BEGIN SOURCE MATERIAL
//! Transport seam between the session manager and the network stack.
//!
//! The core is transport-agnostic: production wires an MQTT-over-mTLS
//! implementation behind [`BrokerConnector`], tests use the in-process
//! [`test_helpers::FakeBroker`]. The seam mirrors how the session consumes
//! the link: one connect call yielding a command handle plus an event
//! stream, drained by a single pump task.

use std::future::Future;
use std::net::IpAddr;
use std::pin::Pin;
use std::sync::Arc;

use tokio::sync::mpsc;

use crate::error::TransportError;

/// Delivery guarantee for a publish.
#[derive(Debug, Clone, Copy, PartialEq, Eq)]
pub enum Qos {
	/// Fire and forget.
	AtMostOnce,
	/// At-least-once; requests use this, the correlator deduplicates.
	AtLeastOnce,
}

/// PEM material for mutual TLS.
#[derive(Debug, Clone)]
pub struct TlsMaterial {
	/// Certificate-authority chain.
	pub ca_pem: String,
	/// Client certificate.
	pub cert_pem: String,
	/// Client private key.
	pub key_pem: String,
}

/// Events emitted by a live link.
#[derive(Debug, Clone)]
pub enum LinkEvent {
	/// The broker acknowledged a subscription.
	SubAck {
		/// The filter that was acknowledged.
		filter: String,
	},
	/// An inbound publish matched one of our subscriptions.
	Publish {
		/// Topic the message arrived on.
		topic: String,
		/// Raw payload bytes.
		payload: Vec<u8>,
	},
	/// The link dropped.
	Disconnected {
		/// Human-readable reason for logs.
		reason: String,
	},
}

/// Command half of a live link.
pub trait LinkHandle: Send + Sync {
	/// Publish a payload to a topic.
	fn publish(&self, topic: &str, payload: &[u8], qos: Qos) -> Result<(), TransportError>;
	/// Subscribe to a topic filter; acknowledged via [`LinkEvent::SubAck`].
	fn subscribe(&self, filter: &str) -> Result<(), TransportError>;
	/// Tear the link down. The event stream ends after this.
	fn disconnect(&self);
}

/// A successfully established link: command handle plus event stream.
pub struct BrokerLink {
	/// Command half.
	pub handle: Arc<dyn LinkHandle>,
	/// Event half, drained by the session pump task.
	pub events: mpsc::UnboundedReceiver<LinkEvent>,
}

impl std::fmt::Debug for BrokerLink {
	fn fmt(&self, f: &mut std::fmt::Formatter<'_>) -> std::fmt::Result {
		f.debug_struct("BrokerLink").finish_non_exhaustive()
	}
}

/// Connection parameters handed to the connector.
#[derive(Debug, Clone)]
pub struct ConnectParams {
	/// Broker host.
	pub host: String,
	/// Broker port.
	pub port: u16,
	/// Client identity (the player key).
	pub client_id: String,
	/// Mutual-TLS material.
	pub tls: TlsMaterial,
}

/// Factory for broker links.
///
/// Production implementations establish a TLS-mutual session; the returned
/// future resolves once the handshake completed (or failed). A rejected
/// client certificate surfaces as [`TransportError::AuthRejected`] so the
/// session manager can count it toward quarantine.
pub trait BrokerConnector: Send + Sync + 'static {
	/// Establish one session.
	fn connect(
		&self,
		params: &ConnectParams,
	) -> Pin<Box<dyn Future<Output = Result<BrokerLink, TransportError>> + Send>>;
}

/// Link-layer probe the reconnect loop and health watchdog consult.
pub trait LinkProbe: Send + Sync {
	/// Local IP address, if the link layer is up.
	fn local_ip(&self) -> Option<IpAddr>;
	/// Resolve a known name; used as the periodic link-health check.
	fn resolve(&self, name: &str) -> bool;
}

/// External mutex held by other subsystems (e.g. OTA) around the shared bus.
///
/// The status publisher skips a cycle while it is locked.
pub trait SharedBus: Send + Sync {
	/// Whether the bus is currently locked by another subsystem.
	fn is_locked(&self) -> bool;
	/// Name of the holder, for logs.
	fn holder(&self) -> Option<String>;
}

/// Test doubles for the transport seam.
#[doc(hidden)]
pub mod test_helpers {
	use std::collections::VecDeque;
	use std::sync::Mutex;

	use super::*;

	/// Scriptable in-memory broker.
	///
	/// Connect outcomes are popped from a queue (default: success);
	/// publishes are recorded; subscriptions are acknowledged immediately
	/// unless `auto_suback` is off. Tests inject inbound publishes and
	/// disconnect edges through the current link's event sender.
	#[derive(Clone)]
	pub struct FakeBroker {
		inner: Arc<FakeBrokerInner>,
	}

	struct FakeBrokerInner {
		connect_script: Mutex<VecDeque<Result<(), TransportError>>>,
		published: Mutex<Vec<(String, Vec<u8>, Qos)>>,
		subscriptions: Mutex<Vec<String>>,
		auto_suback: Mutex<bool>,
		current: Mutex<Option<mpsc::UnboundedSender<LinkEvent>>>,
		connect_count: Mutex<u32>,
	}

	impl Default for FakeBroker {
		fn default() -> Self {
			Self::new()
		}
	}

	impl FakeBroker {
		/// Create a broker that accepts every connect.
		#[must_use]
		pub fn new() -> Self {
			Self {
				inner: Arc::new(FakeBrokerInner {
					connect_script: Mutex::new(VecDeque::new()),
					published: Mutex::new(Vec::new()),
					subscriptions: Mutex::new(Vec::new()),
					auto_suback: Mutex::new(true),
					current: Mutex::new(None),
					connect_count: Mutex::new(0),
				}),
			}
		}

		/// Queue the outcome of the next connect attempt.
		pub fn script_connect(&self, outcome: Result<(), TransportError>) {
			self.inner.connect_script.lock().unwrap().push_back(outcome);
		}

		/// Suppress automatic SubAck delivery.
		pub fn set_auto_suback(&self, on: bool) {
			*self.inner.auto_suback.lock().unwrap() = on;
		}

		/// All recorded publishes.
		pub fn published(&self) -> Vec<(String, Vec<u8>, Qos)> {
			self.inner.published.lock().unwrap().clone()
		}

		/// All recorded subscription filters.
		pub fn subscriptions(&self) -> Vec<String> {
			self.inner.subscriptions.lock().unwrap().clone()
		}

		/// Number of connect attempts observed.
		pub fn connect_count(&self) -> u32 {
			*self.inner.connect_count.lock().unwrap()
		}

		/// Inject an inbound publish on the current link.
		pub fn inject(&self, topic: &str, payload: &[u8]) {
			if let Some(tx) = self.inner.current.lock().unwrap().as_ref() {
				let _ = tx.send(LinkEvent::Publish {
					topic: topic.to_string(),
					payload: payload.to_vec(),
				});
			}
		}

		/// Deliver a SubAck for a filter on the current link.
		pub fn ack_subscription(&self, filter: &str) {
			if let Some(tx) = self.inner.current.lock().unwrap().as_ref() {
				let _ = tx.send(LinkEvent::SubAck {
					filter: filter.to_string(),
				});
			}
		}

		/// Drop the current link from the broker side.
		pub fn force_disconnect(&self, reason: &str) {
			if let Some(tx) = self.inner.current.lock().unwrap().take() {
				let _ = tx.send(LinkEvent::Disconnected {
					reason: reason.to_string(),
				});
			}
		}
	}

	struct FakeHandle {
		inner: Arc<FakeBrokerInner>,
		events: mpsc::UnboundedSender<LinkEvent>,
	}

	impl LinkHandle for FakeHandle {
		fn publish(&self, topic: &str, payload: &[u8], qos: Qos) -> Result<(), TransportError> {
			if self.events.is_closed() {
				return Err(TransportError::NotConnected);
			}
			self.inner
				.published
				.lock()
				.unwrap()
				.push((topic.to_string(), payload.to_vec(), qos));
			Ok(())
		}

		fn subscribe(&self, filter: &str) -> Result<(), TransportError> {
			self.inner
				.subscriptions
				.lock()
				.unwrap()
				.push(filter.to_string());
			if *self.inner.auto_suback.lock().unwrap() {
				let _ = self.events.send(LinkEvent::SubAck {
					filter: filter.to_string(),
				});
			}
			Ok(())
		}

		fn disconnect(&self) {
			let _ = self.events.send(LinkEvent::Disconnected {
				reason: "client disconnect".to_string(),
			});
		}
	}

	impl BrokerConnector for FakeBroker {
		fn connect(
			&self,
			_params: &ConnectParams,
		) -> Pin<Box<dyn Future<Output = Result<BrokerLink, TransportError>> + Send>> {
			let inner = self.inner.clone();
			Box::pin(async move {
				*inner.connect_count.lock().unwrap() += 1;
				let scripted = inner.connect_script.lock().unwrap().pop_front();
				if let Some(Err(e)) = scripted {
					return Err(e);
				}

				let (tx, rx) = mpsc::unbounded_channel();
				*inner.current.lock().unwrap() = Some(tx.clone());
				let handle = Arc::new(FakeHandle { inner, events: tx });
				Ok(BrokerLink { handle, events: rx })
			})
		}
	}

	/// Probe that always reports an address and resolving DNS.
	pub struct AlwaysUpProbe;

	impl LinkProbe for AlwaysUpProbe {
		fn local_ip(&self) -> Option<IpAddr> {
			Some(IpAddr::from([192, 168, 1, 20]))
		}

		fn resolve(&self, _name: &str) -> bool {
			true
		}
	}

	/// Shared bus that is never locked.
	pub struct UnlockedBus;

	impl SharedBus for UnlockedBus {
		fn is_locked(&self) -> bool {
			false
		}

		fn holder(&self) -> Option<String> {
			None
		}
	}
}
END SOURCE MATERIAL
● **WORK INSTRUCTIONS**
Return every line of the preceding records in which the word "IpAddr" appears.

● **RESULT OF THIS EXERCISE**
use std::net::IpAddr;
	fn local_ip(&self) -> Option<IpAddr>;
		fn local_ip(&self) -> Option<IpAddr> {
			Some(IpAddr::from([192, 168, 1, 20]))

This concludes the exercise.